Collected data entries
----------------------------------------
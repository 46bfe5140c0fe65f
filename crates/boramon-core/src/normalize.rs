//! Text normalisation for keyword matching.
//!
//! Gazette text arrives with inconsistent casing and Spanish diacritics
//! ("Concesión", "CONCESION", "concesion" must all match the same rule).
//! Matching therefore runs over a folded form: lower-cased, NFD-decomposed,
//! combining marks stripped.

use unicode_normalization::UnicodeNormalization;
use unicode_normalization::char::is_combining_mark;

/// Fold a raw text into its matching form.
///
/// Lower-cases, decomposes to NFD, and drops combining marks, so
/// "Privatización" becomes "privatizacion". Total: any input produces a
/// valid (possibly empty) output, never an error.
pub fn normalize_text(text: &str) -> String {
    text.nfd()
        .filter(|c| !is_combining_mark(*c))
        .collect::<String>()
        .to_lowercase()
}

/// Fold an optional field, treating a missing value as empty text.
///
/// Collector output sometimes lacks the detail column entirely; the engine
/// normalises that to "" rather than failing the batch.
pub fn normalize_opt(text: Option<&str>) -> String {
    text.map(normalize_text).unwrap_or_default()
}
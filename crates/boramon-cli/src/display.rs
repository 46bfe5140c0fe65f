//! Console rendering for summaries, suggestions and the rule table.

use boramon_core::RuleSet;
use boramon_report::{KeywordSuggestion, Summary};

/// Render the headline metrics and breakdowns of a report.
pub fn render_summary(summary: &Summary) -> String {
    let mut out = String::new();

    out.push_str(&format!("Total de normas:        {}\n", summary.total));
    out.push_str(&format!("Fenómenos detectados:   {}\n", summary.detectados));
    match summary.indice_promedio {
        Some(avg) => out.push_str(&format!("Índice promedio:        {avg:.1}/10\n")),
        None => out.push_str("Índice promedio:        N/D\n"),
    }
    out.push_str(&format!("Casos de riesgo alto:   {}\n", summary.riesgo_alto));
    out.push_str(&format!("Casos a revisar:        {}\n", summary.a_revisar));

    if !summary.por_categoria.is_empty() {
        out.push_str("\nPor escenario:\n");
        for (categoria, count) in &summary.por_categoria {
            out.push_str(&format!("  {categoria:<32} {count}\n"));
        }
    }

    if !summary.por_seccion.is_empty() {
        out.push_str("\nPor sección:\n");
        for (seccion, count) in &summary.por_seccion {
            out.push_str(&format!("  {seccion:<32} {count}\n"));
        }
    }

    out.push_str("\nPor nivel de riesgo:\n");
    for (tier, count) in &summary.por_riesgo {
        out.push_str(&format!("  {:<32} {count}\n", tier.label()));
    }

    out
}

/// Render the candidate-keyword listing.
pub fn render_suggestions(suggestions: &[KeywordSuggestion]) -> String {
    if suggestions.is_empty() {
        return "Sin registros no identificados: el diccionario cubre todo.\n".to_string();
    }

    let mut out = String::new();
    out.push_str(&format!("{:<24} FRECUENCIA\n", "PALABRA"));
    for s in suggestions {
        out.push_str(&format!("{:<24} {}\n", s.palabra, s.frecuencia));
    }
    out
}

/// Render the active taxonomy, in priority order.
pub fn render_rules(rules: &RuleSet) -> String {
    let mut out = String::new();
    for (i, rule) in rules.reglas.iter().enumerate() {
        out.push_str(&format!(
            "{}. {} (peso {:.0}, {})\n",
            i + 1,
            rule.categoria,
            rule.peso,
            rule.transferencia.label()
        ));
        out.push_str(&format!("   mecanismo: {}\n", rule.mecanismo));
        out.push_str(&format!("   palabras:  {}\n", rule.palabras.join(", ")));
    }
    out.push_str(&format!(
        "\nDisparadores de auditoría: {}\n",
        rules.disparadores_auditoria.join(", ")
    ));
    out
}

#[cfg(test)]
mod tests {
    use super::*;
    use boramon_core::taxonomy;
    use boramon_report::Summary;

    #[test]
    fn summary_render_mentions_headline_fields() {
        let s = Summary::compute(&[]);
        let text = render_summary(&s);
        assert!(text.contains("Total de normas"));
        assert!(text.contains("N/D"));
    }

    #[test]
    fn rules_render_lists_every_category() {
        let rs = taxonomy::builtin();
        let text = render_rules(&rs);
        for rule in &rs.reglas {
            assert!(text.contains(&rule.categoria));
        }
        assert!(text.contains("Disparadores"));
    }

    #[test]
    fn empty_suggestions_have_friendly_message() {
        let text = render_suggestions(&[]);
        assert!(text.contains("diccionario"));
    }
}
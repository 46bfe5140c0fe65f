//! Keyword suggestions for the rule curator.
//!
//! Whatever the dictionary ignored lands in the unidentified bucket. This
//! module counts which content words repeat there, so a human can decide
//! whether a new rule keyword is warranted. Purely advisory: nothing here
//! touches classification.

use std::collections::HashMap;

use boramon_core::normalize_text;

use crate::report::ReportRow;

/// Connector words skipped during frequency counting, pre-normalised.
/// Gazette boilerplate ("resolucion", "visto", "considerando") counts as a
/// stopword too.
const STOPWORDS: &[&str] = &[
    "el", "la", "los", "las", "un", "una", "unos", "unas", "de", "del", "al", "a", "en", "y", "o",
    "que", "se", "por", "con", "para", "su", "sus", "es", "son", "fue", "boletin", "oficial",
    "resolucion", "decreto", "ley", "articulo", "fecha", "visto", "considerando", "nacional",
    "ministerio",
];

/// Tokens this short are connectors or abbreviations, never keyword
/// candidates.
const MIN_TOKEN_LEN: usize = 5;

/// One candidate keyword with its frequency among unidentified notices.
#[derive(Debug, Clone, PartialEq, Eq)]
pub struct KeywordSuggestion {
    pub palabra: String,
    pub frecuencia: usize,
}

/// Count content words over the unidentified rows and return the top `n`.
///
/// Ties break alphabetically so the listing is deterministic.
pub fn suggest_keywords(rows: &[ReportRow], n: usize) -> Vec<KeywordSuggestion> {
    let mut counts: HashMap<String, usize> = HashMap::new();

    for row in rows.iter().filter(|r| !r.is_identified()) {
        let folded = normalize_text(&row.detalle);
        for token in folded.split_whitespace() {
            let word = token.trim_matches(|c: char| c.is_ascii_punctuation());
            if word.len() >= MIN_TOKEN_LEN && !STOPWORDS.contains(&word) {
                *counts.entry(word.to_string()).or_default() += 1;
            }
        }
    }

    let mut out: Vec<KeywordSuggestion> = counts
        .into_iter()
        .map(|(palabra, frecuencia)| KeywordSuggestion {
            palabra,
            frecuencia,
        })
        .collect();
    out.sort_by(|a, b| {
        b.frecuencia
            .cmp(&a.frecuencia)
            .then_with(|| a.palabra.cmp(&b.palabra))
    });
    out.truncate(n);
    out
}
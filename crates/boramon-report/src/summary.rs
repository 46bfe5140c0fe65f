//! Aggregate statistics over an enriched report.
//!
//! These back the console report and the dashboard headline metrics:
//! how many notices, how many matched a scenario, how the risk mass is
//! distributed, and which categories and sections dominate.

use std::collections::HashMap;

use boramon_core::RiskTier;

use crate::report::ReportRow;

/// Headline metrics plus per-category and per-section breakdowns.
#[derive(Debug, Clone)]
pub struct Summary {
    /// Total rows in the report.
    pub total: usize,
    /// Rows with a real category (not the sentinel).
    pub detectados: usize,
    /// Mean score over all rows; `None` for an empty report.
    pub indice_promedio: Option<f64>,
    /// Rows in the High tier.
    pub riesgo_alto: usize,
    /// Rows flagged for human review.
    pub a_revisar: usize,
    /// Category → count, descending by count then name (stable listing).
    pub por_categoria: Vec<(String, usize)>,
    /// Section → count, same ordering.
    pub por_seccion: Vec<(String, usize)>,
    /// Tier → count for the three tiers, High first.
    pub por_riesgo: Vec<(RiskTier, usize)>,
}

impl Summary {
    /// Compute the summary for a report table. Empty input yields an empty
    /// summary, never an error.
    pub fn compute(rows: &[ReportRow]) -> Self {
        let total = rows.len();
        let detectados = rows.iter().filter(|r| r.is_identified()).count();

        let indice_promedio = if total == 0 {
            None
        } else {
            let sum: f64 = rows.iter().map(|r| r.indice_fenomeno_corruptivo).sum();
            Some(sum / total as f64)
        };

        let a_revisar = rows
            .iter()
            .filter(|r| r.auditoria.starts_with("REVISAR"))
            .count();

        let por_categoria = counted(rows.iter().map(|r| r.tipo_decision.as_str()));
        let por_seccion = counted(
            rows.iter()
                .map(|r| r.seccion.as_str())
                .filter(|s| !s.is_empty()),
        );

        let (mut alto, mut medio, mut bajo) = (0, 0, 0);
        for row in rows {
            match row_tier(row) {
                RiskTier::High => alto += 1,
                RiskTier::Medium => medio += 1,
                RiskTier::Low => bajo += 1,
            }
        }
        let por_riesgo = vec![
            (RiskTier::High, alto),
            (RiskTier::Medium, medio),
            (RiskTier::Low, bajo),
        ];
        let riesgo_alto = alto;

        Summary {
            total,
            detectados,
            indice_promedio,
            riesgo_alto,
            a_revisar,
            por_categoria,
            por_seccion,
            por_riesgo,
        }
    }

    /// Top `n` categories by count.
    pub fn top_categorias(&self, n: usize) -> &[(String, usize)] {
        &self.por_categoria[..self.por_categoria.len().min(n)]
    }
}

/// Tier of one row, tolerant of legacy label spellings. A label that does
/// not parse at all falls back to the score, like the compat refill.
fn row_tier(row: &ReportRow) -> RiskTier {
    RiskTier::parse_label(&row.nivel_riesgo_teorico)
        .unwrap_or_else(|| RiskTier::from_score(row.indice_fenomeno_corruptivo))
}

/// Count occurrences and sort descending by count, then by name for a
/// deterministic listing.
fn counted<'a>(values: impl Iterator<Item = &'a str>) -> Vec<(String, usize)> {
    let mut counts: HashMap<&str, usize> = HashMap::new();
    for v in values {
        *counts.entry(v).or_default() += 1;
    }
    let mut out: Vec<(String, usize)> = counts
        .into_iter()
        .map(|(k, v)| (k.to_string(), v))
        .collect();
    out.sort_by(|a, b| b.1.cmp(&a.1).then_with(|| a.0.cmp(&b.0)));
    out
}
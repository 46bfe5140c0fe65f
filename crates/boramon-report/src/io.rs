//! CSV/JSON boundary: collected tables in, enriched reports out.
//!
//! Storage layout beyond a single file path is the caller's business; the
//! writer only decides the serialisation of one table.

use std::fs::File;
use std::io::{BufReader, BufWriter, Write};
use std::path::Path;

use tracing::{info, warn};

use boramon_core::Notice;

use crate::error::ReportError;
use crate::report::ReportRow;

/// Read a collected-notice table, dispatching on the file extension.
pub fn read_notices(path: &Path) -> Result<Vec<Notice>, ReportError> {
    match extension(path) {
        Some("csv") => read_notices_csv(path),
        Some("json") => read_notices_json(path),
        other => Err(ReportError::UnsupportedFormat(
            other.unwrap_or("").to_string(),
        )),
    }
}

/// Read collected notices from CSV with a header row.
///
/// Missing optional columns come back as defaults; collector header
/// variants ("Fecha", "Detalle", ...) are accepted via serde aliases on
/// [`Notice`].
pub fn read_notices_csv(path: &Path) -> Result<Vec<Notice>, ReportError> {
    let mut reader = csv::ReaderBuilder::new()
        .flexible(true)
        .trim(csv::Trim::All)
        .from_path(path)?;

    let mut notices = Vec::new();
    for row in reader.deserialize() {
        let notice: Notice = row?;
        notices.push(notice);
    }
    canonicalize_dates(&mut notices);

    info!(count = notices.len(), path = %path.display(), "collected table loaded");
    Ok(notices)
}

/// Read collected notices from a JSON array.
pub fn read_notices_json(path: &Path) -> Result<Vec<Notice>, ReportError> {
    let file = File::open(path)?;
    let mut notices: Vec<Notice> = serde_json::from_reader(BufReader::new(file))?;
    canonicalize_dates(&mut notices);
    info!(count = notices.len(), path = %path.display(), "collected table loaded");
    Ok(notices)
}

/// Rewrite publication dates to ISO form at the reading boundary.
///
/// Collectors emit both `YYYY-MM-DD` and the compact `YYYYMMDD` file-name
/// form; downstream reports should carry a single spelling. A date that
/// parses as neither is kept as-is and logged, never a batch failure.
fn canonicalize_dates(notices: &mut [Notice]) {
    for notice in notices.iter_mut() {
        match notice.parsed_date() {
            Some(date) => notice.fecha = date.format("%Y-%m-%d").to_string(),
            None if !notice.fecha.trim().is_empty() => {
                warn!(fecha = %notice.fecha, "unparseable publication date kept verbatim");
            }
            None => {}
        }
    }
}

/// Write the enriched report, dispatching on the file extension.
pub fn write_report(path: &Path, rows: &[ReportRow]) -> Result<(), ReportError> {
    match extension(path) {
        Some("csv") => write_report_csv(path, rows),
        Some("json") => write_report_json(path, rows),
        other => Err(ReportError::UnsupportedFormat(
            other.unwrap_or("").to_string(),
        )),
    }
}

/// Write the report as CSV with the fixed column order.
pub fn write_report_csv(path: &Path, rows: &[ReportRow]) -> Result<(), ReportError> {
    let mut writer = csv::Writer::from_path(path)?;
    for row in rows {
        writer.serialize(row)?;
    }
    writer.flush().map_err(ReportError::Io)?;
    info!(count = rows.len(), path = %path.display(), "report written");
    Ok(())
}

/// Write the report as a pretty-printed JSON array.
pub fn write_report_json(path: &Path, rows: &[ReportRow]) -> Result<(), ReportError> {
    let file = File::create(path)?;
    let mut writer = BufWriter::new(file);
    serde_json::to_writer_pretty(&mut writer, rows)?;
    writer.write_all(b"\n")?;
    writer.flush()?;
    info!(count = rows.len(), path = %path.display(), "report written");
    Ok(())
}

pub(crate) fn extension(path: &Path) -> Option<&str> {
    path.extension().and_then(|e| e.to_str())
}

#[cfg(test)]
mod tests {
    use super::*;
    use boramon_core::{analyze, taxonomy};

    use crate::report::assemble;

    #[test]
    fn reads_csv_with_missing_optional_columns() {
        let dir = tempfile::tempdir().unwrap();
        let path = dir.path().join("bora.csv");
        std::fs::write(
            &path,
            "fecha,detalle\n2026-01-30,Apruébase el nuevo cuadro tarifario eléctrico.\n",
        )
        .unwrap();

        let notices = read_notices(&path).unwrap();
        assert_eq!(notices.len(), 1);
        assert_eq!(notices[0].fecha, "2026-01-30");
        assert_eq!(notices[0].seccion, "");
        assert_eq!(notices[0].link, "");
    }

    #[test]
    fn reads_collector_header_variants() {
        let dir = tempfile::tempdir().unwrap();
        let path = dir.path().join("bora.csv");
        std::fs::write(
            &path,
            "Fecha,Seccion,Detalle,Link\n20260130,primera,Concesión vial.,https://example.org/1\n",
        )
        .unwrap();

        let notices = read_notices_csv(&path).unwrap();
        assert_eq!(notices[0].seccion, "primera");
        assert_eq!(notices[0].detalle, "Concesión vial.");
        // Compact collector dates come out in ISO form.
        assert_eq!(notices[0].fecha, "2026-01-30");
    }

    #[test]
    fn canonicalizes_compact_dates_in_json_too() {
        let dir = tempfile::tempdir().unwrap();
        let path = dir.path().join("bora.json");
        std::fs::write(
            &path,
            r#"[{"fecha": "20260130", "detalle": "Subsidio a la distribuidora."}]"#,
        )
        .unwrap();

        let notices = read_notices(&path).unwrap();
        assert_eq!(notices[0].fecha, "2026-01-30");
    }

    #[test]
    fn unparseable_date_is_kept_without_failing_the_batch() {
        let dir = tempfile::tempdir().unwrap();
        let path = dir.path().join("bora.csv");
        std::fs::write(
            &path,
            "fecha,detalle\n30/01/2026,Concesión vial.\n,Cuadro tarifario.\n",
        )
        .unwrap();

        let notices = read_notices(&path).unwrap();
        assert_eq!(notices.len(), 2);
        assert_eq!(notices[0].fecha, "30/01/2026");
        assert_eq!(notices[1].fecha, "");
    }

    #[test]
    fn reads_json_array() {
        let dir = tempfile::tempdir().unwrap();
        let path = dir.path().join("bora.json");
        std::fs::write(
            &path,
            r#"[{"fecha": "2026-01-30", "detalle": "Subsidio a la distribuidora."}]"#,
        )
        .unwrap();

        let notices = read_notices(&path).unwrap();
        assert_eq!(notices.len(), 1);
    }

    #[test]
    fn rejects_unknown_extension() {
        let err = read_notices(Path::new("bora.xlsx")).unwrap_err();
        assert!(matches!(err, ReportError::UnsupportedFormat(ext) if ext == "xlsx"));
    }

    #[test]
    fn report_csv_round_trip() {
        let dir = tempfile::tempdir().unwrap();
        let input = dir.path().join("bora.csv");
        std::fs::write(
            &input,
            "fecha,seccion,detalle,link\n\
             2026-01-30,primera,Apruébase el nuevo cuadro tarifario eléctrico.,https://example.org/1\n\
             2026-01-30,tercera,Declaración de interés cultural a la obra de teatro local.,https://example.org/2\n",
        )
        .unwrap();

        let rs = taxonomy::builtin();
        let notices = read_notices(&input).unwrap();
        let rows = assemble(&analyze(&rs, &notices));

        let out = dir.path().join("reporte.csv");
        write_report(&out, &rows).unwrap();

        let loaded = crate::compat::load_report(&out).unwrap();
        assert_eq!(loaded.len(), 2);
        assert_eq!(loaded[0].tipo_decision, "Tarifas Servicios Públicos");
        assert_eq!(loaded[1].tipo_decision, boramon_core::UNIDENTIFIED);
    }

    #[test]
    fn empty_table_writes_empty_report() {
        let dir = tempfile::tempdir().unwrap();
        let rs = taxonomy::builtin();
        let rows = assemble(&analyze(&rs, &[]));

        let out = dir.path().join("reporte.json");
        write_report(&out, &rows).unwrap();

        let text = std::fs::read_to_string(&out).unwrap();
        assert_eq!(text.trim(), "[]");
    }
}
----------------------------------------
# WORK REQUIRED
What belongs in the answer is each line of the data that has the word "normas".

# RESULT OF THE EXERCISE
    out.push_str(&format!("Total de normas:        {}\n", summary.total));
        assert!(text.contains("Total de normas"));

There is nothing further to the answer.